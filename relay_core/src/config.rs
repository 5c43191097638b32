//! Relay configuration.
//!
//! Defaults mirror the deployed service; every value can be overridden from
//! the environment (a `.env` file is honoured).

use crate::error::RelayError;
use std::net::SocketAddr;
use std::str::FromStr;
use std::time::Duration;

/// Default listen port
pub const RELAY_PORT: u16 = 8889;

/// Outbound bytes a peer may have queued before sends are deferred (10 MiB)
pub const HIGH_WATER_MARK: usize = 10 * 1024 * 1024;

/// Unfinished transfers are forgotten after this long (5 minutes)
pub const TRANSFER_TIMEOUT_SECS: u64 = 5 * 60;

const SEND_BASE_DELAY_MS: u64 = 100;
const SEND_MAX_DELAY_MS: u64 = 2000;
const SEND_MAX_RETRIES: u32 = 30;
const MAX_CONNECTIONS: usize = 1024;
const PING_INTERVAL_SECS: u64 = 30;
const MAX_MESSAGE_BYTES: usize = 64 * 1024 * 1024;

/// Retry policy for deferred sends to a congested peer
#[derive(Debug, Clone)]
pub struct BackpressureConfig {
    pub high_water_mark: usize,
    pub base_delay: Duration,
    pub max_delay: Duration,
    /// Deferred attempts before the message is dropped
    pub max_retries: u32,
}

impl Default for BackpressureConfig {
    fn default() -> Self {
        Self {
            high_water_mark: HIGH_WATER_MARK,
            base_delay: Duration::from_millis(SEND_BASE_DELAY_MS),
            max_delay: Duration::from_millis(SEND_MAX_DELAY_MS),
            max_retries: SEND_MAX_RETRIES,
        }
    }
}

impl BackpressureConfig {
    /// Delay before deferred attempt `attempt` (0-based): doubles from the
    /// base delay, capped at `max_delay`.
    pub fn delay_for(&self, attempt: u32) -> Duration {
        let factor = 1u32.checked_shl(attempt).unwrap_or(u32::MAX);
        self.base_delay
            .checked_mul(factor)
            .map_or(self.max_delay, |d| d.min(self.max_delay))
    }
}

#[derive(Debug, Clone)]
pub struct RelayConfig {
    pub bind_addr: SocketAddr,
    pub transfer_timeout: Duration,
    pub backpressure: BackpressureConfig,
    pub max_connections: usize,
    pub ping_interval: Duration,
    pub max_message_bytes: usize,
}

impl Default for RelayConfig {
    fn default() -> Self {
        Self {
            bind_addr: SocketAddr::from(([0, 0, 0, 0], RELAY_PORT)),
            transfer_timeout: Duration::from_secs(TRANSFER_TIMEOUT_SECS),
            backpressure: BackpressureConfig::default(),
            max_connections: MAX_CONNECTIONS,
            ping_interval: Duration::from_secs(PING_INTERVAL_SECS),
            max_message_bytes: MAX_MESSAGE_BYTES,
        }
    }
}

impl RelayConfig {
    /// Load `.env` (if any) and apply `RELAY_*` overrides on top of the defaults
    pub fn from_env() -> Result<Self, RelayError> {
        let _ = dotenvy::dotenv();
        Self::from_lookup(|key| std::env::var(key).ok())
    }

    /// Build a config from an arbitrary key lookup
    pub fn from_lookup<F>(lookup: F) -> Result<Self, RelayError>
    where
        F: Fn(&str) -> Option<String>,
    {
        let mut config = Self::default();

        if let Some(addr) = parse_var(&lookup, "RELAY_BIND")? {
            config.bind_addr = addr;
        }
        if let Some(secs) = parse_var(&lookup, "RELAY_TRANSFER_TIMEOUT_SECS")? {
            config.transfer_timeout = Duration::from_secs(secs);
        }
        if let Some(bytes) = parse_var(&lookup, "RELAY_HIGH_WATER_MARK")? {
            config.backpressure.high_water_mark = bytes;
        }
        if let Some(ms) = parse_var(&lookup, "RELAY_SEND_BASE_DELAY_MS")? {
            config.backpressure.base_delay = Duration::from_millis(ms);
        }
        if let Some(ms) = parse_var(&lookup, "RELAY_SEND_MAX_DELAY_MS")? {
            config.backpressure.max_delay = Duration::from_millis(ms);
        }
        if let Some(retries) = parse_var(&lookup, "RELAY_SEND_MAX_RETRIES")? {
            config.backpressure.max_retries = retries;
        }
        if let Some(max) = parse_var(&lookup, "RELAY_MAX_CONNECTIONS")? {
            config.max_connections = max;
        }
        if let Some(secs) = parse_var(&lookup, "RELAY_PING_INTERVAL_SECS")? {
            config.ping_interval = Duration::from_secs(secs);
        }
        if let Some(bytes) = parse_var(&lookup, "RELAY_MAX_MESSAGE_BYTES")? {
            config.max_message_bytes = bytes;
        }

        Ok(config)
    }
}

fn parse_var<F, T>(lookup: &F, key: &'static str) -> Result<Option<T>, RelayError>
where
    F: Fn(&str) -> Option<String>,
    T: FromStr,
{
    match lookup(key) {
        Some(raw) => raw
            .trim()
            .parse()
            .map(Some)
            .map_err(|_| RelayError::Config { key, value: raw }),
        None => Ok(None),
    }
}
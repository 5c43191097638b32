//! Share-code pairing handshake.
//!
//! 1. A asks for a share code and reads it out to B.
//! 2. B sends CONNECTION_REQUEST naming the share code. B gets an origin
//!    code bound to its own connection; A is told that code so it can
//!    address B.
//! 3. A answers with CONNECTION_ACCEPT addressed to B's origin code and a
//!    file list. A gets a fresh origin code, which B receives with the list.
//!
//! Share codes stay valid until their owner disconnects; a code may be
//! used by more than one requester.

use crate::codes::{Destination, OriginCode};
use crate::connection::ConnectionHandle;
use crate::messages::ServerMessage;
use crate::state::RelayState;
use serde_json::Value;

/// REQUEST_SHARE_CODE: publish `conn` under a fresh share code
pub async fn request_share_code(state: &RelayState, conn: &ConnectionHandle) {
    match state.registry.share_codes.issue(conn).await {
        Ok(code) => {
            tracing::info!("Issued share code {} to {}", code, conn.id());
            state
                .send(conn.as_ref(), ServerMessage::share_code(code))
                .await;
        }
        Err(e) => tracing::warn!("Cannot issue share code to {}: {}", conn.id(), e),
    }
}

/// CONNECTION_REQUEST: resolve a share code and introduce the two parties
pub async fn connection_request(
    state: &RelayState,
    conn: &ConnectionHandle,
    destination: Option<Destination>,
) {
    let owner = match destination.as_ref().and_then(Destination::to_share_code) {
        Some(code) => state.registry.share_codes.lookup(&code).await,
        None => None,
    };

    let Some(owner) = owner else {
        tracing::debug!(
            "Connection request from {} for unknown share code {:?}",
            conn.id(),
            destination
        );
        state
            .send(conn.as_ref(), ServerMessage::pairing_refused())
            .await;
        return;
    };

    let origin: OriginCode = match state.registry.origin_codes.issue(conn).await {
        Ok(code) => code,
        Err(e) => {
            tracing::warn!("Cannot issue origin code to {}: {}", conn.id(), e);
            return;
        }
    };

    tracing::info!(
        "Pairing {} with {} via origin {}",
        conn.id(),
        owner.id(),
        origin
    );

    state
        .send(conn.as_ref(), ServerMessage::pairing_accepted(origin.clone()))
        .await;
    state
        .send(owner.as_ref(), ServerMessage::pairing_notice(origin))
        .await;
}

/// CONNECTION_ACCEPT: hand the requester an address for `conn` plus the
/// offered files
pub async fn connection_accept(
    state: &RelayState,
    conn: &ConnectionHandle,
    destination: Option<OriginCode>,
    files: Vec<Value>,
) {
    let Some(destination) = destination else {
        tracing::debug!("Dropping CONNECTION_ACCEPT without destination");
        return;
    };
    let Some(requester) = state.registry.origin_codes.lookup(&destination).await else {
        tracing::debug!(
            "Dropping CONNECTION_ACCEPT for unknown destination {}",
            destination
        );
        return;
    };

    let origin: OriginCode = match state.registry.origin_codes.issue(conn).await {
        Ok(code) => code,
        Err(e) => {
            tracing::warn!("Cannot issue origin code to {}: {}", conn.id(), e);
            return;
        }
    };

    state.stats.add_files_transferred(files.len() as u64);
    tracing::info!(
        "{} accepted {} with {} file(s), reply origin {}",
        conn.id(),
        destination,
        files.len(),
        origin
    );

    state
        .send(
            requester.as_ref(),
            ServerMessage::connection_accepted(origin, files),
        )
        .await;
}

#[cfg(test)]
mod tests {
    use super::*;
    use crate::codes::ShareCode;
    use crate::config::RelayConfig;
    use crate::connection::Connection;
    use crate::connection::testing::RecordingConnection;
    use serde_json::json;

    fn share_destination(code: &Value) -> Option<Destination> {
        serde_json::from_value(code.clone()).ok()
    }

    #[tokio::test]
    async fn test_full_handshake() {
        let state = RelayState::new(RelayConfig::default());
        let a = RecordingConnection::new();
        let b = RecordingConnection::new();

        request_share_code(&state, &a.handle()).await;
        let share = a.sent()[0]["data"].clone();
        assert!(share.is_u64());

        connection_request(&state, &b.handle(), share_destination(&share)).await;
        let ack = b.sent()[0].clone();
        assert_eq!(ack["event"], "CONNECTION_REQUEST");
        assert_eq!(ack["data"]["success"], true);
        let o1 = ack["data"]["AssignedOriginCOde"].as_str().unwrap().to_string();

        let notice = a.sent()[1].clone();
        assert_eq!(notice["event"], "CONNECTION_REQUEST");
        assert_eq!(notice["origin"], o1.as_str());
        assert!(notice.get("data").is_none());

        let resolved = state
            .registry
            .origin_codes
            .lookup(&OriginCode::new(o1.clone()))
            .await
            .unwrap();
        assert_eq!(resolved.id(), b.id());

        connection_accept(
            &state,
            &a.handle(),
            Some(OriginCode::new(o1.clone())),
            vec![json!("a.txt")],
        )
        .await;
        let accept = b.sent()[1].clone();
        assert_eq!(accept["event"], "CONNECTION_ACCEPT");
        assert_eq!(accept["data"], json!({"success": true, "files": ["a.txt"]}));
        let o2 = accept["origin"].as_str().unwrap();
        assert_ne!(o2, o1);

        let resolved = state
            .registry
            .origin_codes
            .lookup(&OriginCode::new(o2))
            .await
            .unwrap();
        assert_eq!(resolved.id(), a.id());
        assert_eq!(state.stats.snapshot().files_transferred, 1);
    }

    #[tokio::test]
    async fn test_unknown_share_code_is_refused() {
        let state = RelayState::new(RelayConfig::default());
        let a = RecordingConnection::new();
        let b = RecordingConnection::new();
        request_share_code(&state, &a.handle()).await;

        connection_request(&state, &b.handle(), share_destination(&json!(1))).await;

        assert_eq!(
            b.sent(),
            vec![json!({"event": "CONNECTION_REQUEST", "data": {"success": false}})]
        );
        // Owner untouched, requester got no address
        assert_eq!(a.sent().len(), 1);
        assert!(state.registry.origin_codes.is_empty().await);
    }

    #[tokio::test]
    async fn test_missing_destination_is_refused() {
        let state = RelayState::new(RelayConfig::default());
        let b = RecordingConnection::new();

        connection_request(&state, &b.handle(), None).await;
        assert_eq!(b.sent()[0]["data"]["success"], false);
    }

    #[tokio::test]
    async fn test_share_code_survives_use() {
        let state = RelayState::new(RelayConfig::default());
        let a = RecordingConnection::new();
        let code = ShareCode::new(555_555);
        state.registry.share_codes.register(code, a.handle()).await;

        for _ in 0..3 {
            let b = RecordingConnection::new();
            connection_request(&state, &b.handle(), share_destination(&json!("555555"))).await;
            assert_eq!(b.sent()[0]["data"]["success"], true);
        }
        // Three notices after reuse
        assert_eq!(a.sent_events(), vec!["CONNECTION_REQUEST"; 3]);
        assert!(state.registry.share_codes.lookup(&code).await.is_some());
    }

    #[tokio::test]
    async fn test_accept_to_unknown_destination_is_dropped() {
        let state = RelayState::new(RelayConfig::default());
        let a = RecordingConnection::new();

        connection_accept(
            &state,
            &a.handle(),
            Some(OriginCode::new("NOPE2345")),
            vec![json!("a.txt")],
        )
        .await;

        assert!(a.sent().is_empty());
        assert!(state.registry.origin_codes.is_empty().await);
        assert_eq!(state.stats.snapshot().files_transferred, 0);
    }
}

━━━

» What you are asked to do: From the start of the data to the line that holds "pub const HIGH_WATER_MARK: usize", retype each line exactly, with both ends included.

» Your response:
filename relay_core/src/config.rs
repository 5c43191097638b32
//! Relay configuration.
//!
//! Defaults mirror the deployed service; every value can be overridden from
//! the environment (a `.env` file is honoured).

use crate::error::RelayError;
use std::net::SocketAddr;
use std::str::FromStr;
use std::time::Duration;

/// Default listen port
pub const RELAY_PORT: u16 = 8889;

/// Outbound bytes a peer may have queued before sends are deferred (10 MiB)
pub const HIGH_WATER_MARK: usize = 10 * 1024 * 1024;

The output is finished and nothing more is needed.